Assignment => Taking the entries below from the top, restate each line exactly and end with the line containing "use std::time::Duration;".

Collected data
□ □ □ □ □ □ □

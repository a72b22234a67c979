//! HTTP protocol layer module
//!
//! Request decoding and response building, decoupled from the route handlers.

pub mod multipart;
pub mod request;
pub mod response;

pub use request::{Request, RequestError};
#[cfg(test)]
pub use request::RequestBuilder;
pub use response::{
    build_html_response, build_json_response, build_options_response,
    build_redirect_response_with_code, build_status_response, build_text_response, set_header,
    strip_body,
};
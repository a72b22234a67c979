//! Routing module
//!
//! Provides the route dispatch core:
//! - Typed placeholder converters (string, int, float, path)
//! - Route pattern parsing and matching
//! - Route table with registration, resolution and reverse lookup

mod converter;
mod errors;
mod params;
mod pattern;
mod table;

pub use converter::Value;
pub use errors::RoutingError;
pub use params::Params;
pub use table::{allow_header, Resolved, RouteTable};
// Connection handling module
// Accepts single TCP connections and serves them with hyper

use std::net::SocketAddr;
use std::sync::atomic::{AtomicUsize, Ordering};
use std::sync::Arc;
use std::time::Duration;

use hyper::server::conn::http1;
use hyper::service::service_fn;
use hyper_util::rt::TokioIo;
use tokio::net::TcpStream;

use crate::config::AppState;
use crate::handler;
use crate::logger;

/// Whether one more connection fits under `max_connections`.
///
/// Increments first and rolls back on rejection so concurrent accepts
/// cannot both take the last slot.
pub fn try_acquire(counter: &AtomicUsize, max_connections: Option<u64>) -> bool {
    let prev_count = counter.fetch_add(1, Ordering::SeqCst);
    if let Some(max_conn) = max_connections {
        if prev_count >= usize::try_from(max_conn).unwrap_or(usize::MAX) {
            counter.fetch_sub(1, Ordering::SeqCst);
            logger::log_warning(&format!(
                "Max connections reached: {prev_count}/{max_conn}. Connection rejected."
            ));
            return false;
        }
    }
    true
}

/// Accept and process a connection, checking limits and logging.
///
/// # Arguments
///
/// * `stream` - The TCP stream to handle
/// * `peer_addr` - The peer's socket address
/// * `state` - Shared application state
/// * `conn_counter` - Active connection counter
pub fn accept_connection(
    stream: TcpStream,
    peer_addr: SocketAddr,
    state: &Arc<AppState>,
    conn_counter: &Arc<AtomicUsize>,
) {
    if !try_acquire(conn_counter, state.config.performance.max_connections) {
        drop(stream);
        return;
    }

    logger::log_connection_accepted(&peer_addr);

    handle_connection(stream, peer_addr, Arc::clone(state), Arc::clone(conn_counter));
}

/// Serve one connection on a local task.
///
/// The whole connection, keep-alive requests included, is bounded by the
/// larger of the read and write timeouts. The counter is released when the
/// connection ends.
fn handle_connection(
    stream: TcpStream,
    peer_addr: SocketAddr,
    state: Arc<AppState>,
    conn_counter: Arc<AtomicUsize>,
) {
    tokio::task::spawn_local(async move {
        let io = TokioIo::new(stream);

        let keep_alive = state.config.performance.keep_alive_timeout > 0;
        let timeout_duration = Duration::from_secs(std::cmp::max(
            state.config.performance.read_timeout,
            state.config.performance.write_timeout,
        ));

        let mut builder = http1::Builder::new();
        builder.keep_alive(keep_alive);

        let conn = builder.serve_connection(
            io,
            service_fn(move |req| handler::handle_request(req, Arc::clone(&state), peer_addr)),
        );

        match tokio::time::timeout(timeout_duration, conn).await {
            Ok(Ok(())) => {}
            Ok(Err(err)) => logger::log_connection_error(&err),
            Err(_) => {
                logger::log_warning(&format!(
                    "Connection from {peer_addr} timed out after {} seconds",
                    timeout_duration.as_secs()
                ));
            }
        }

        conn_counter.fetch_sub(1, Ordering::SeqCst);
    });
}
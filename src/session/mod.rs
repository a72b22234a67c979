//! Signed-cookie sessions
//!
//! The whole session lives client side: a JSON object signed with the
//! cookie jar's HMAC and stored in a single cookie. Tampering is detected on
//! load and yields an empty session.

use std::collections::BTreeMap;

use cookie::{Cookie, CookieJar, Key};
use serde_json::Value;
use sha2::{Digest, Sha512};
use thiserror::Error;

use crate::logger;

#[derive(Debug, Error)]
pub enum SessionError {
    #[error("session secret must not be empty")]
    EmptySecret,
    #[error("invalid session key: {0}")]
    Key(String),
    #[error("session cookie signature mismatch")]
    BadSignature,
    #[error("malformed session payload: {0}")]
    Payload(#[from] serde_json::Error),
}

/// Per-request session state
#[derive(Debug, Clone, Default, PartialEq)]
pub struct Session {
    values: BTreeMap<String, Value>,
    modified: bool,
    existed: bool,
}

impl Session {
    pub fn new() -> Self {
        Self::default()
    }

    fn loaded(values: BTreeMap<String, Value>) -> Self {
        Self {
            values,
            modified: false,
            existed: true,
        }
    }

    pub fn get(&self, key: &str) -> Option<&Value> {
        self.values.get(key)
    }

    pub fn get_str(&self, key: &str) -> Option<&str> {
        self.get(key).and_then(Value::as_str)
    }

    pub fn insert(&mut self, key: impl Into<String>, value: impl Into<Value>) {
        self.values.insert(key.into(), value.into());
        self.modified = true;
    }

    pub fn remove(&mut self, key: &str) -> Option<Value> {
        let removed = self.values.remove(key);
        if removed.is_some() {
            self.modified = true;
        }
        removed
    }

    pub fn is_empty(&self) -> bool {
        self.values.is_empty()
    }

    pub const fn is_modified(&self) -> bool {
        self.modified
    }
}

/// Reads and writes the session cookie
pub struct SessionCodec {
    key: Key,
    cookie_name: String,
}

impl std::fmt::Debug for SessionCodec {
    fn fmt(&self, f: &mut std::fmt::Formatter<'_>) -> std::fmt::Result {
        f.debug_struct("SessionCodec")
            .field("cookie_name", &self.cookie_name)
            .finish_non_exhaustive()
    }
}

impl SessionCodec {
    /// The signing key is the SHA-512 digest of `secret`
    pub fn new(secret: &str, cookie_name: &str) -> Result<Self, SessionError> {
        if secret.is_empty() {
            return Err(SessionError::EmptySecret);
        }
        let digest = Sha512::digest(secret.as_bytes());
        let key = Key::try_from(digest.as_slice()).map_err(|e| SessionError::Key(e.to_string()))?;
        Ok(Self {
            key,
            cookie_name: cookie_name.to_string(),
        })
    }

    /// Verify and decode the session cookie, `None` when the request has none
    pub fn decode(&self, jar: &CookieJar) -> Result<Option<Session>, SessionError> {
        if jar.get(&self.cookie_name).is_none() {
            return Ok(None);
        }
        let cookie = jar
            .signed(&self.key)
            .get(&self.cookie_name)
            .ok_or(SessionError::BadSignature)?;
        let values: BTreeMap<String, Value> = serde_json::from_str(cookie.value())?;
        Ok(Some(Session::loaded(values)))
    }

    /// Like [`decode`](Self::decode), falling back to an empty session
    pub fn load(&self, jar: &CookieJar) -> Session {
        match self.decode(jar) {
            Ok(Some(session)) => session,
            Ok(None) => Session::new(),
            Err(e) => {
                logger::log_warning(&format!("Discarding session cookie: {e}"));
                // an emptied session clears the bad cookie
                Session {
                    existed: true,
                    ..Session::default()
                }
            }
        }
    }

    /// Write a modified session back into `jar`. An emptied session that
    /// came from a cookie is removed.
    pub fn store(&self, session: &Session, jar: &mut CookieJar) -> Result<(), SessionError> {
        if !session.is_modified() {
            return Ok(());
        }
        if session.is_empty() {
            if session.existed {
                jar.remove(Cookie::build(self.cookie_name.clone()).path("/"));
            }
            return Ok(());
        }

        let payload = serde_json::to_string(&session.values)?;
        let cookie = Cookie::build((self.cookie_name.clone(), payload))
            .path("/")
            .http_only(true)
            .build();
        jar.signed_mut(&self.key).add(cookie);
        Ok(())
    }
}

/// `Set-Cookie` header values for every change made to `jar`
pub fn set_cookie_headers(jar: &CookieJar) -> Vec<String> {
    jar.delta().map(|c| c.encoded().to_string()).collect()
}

□ □ □ □ □ □ □

Exercise answer =>
repository a72b22234a67c979
//! HTTP protocol layer module
//!
//! Request decoding and response building, decoupled from the route handlers.

pub mod multipart;
pub mod request;
pub mod response;

pub use request::{Request, RequestError};
#[cfg(test)]
pub use request::RequestBuilder;
pub use response::{
    build_html_response, build_json_response, build_options_response,
    build_redirect_response_with_code, build_status_response, build_text_response, set_header,
    strip_body,
};
repository a72b22234a67c979
//! Routing module
//!
//! Provides the route dispatch core:
//! - Typed placeholder converters (string, int, float, path)
//! - Route pattern parsing and matching
//! - Route table with registration, resolution and reverse lookup

mod converter;
mod errors;
mod params;
mod pattern;
mod table;

pub use converter::Value;
pub use errors::RoutingError;
pub use params::Params;
pub use table::{allow_header, Resolved, RouteTable};
// Connection handling module
// Accepts single TCP connections and serves them with hyper

use std::net::SocketAddr;
use std::sync::atomic::{AtomicUsize, Ordering};
use std::sync::Arc;
use std::time::Duration;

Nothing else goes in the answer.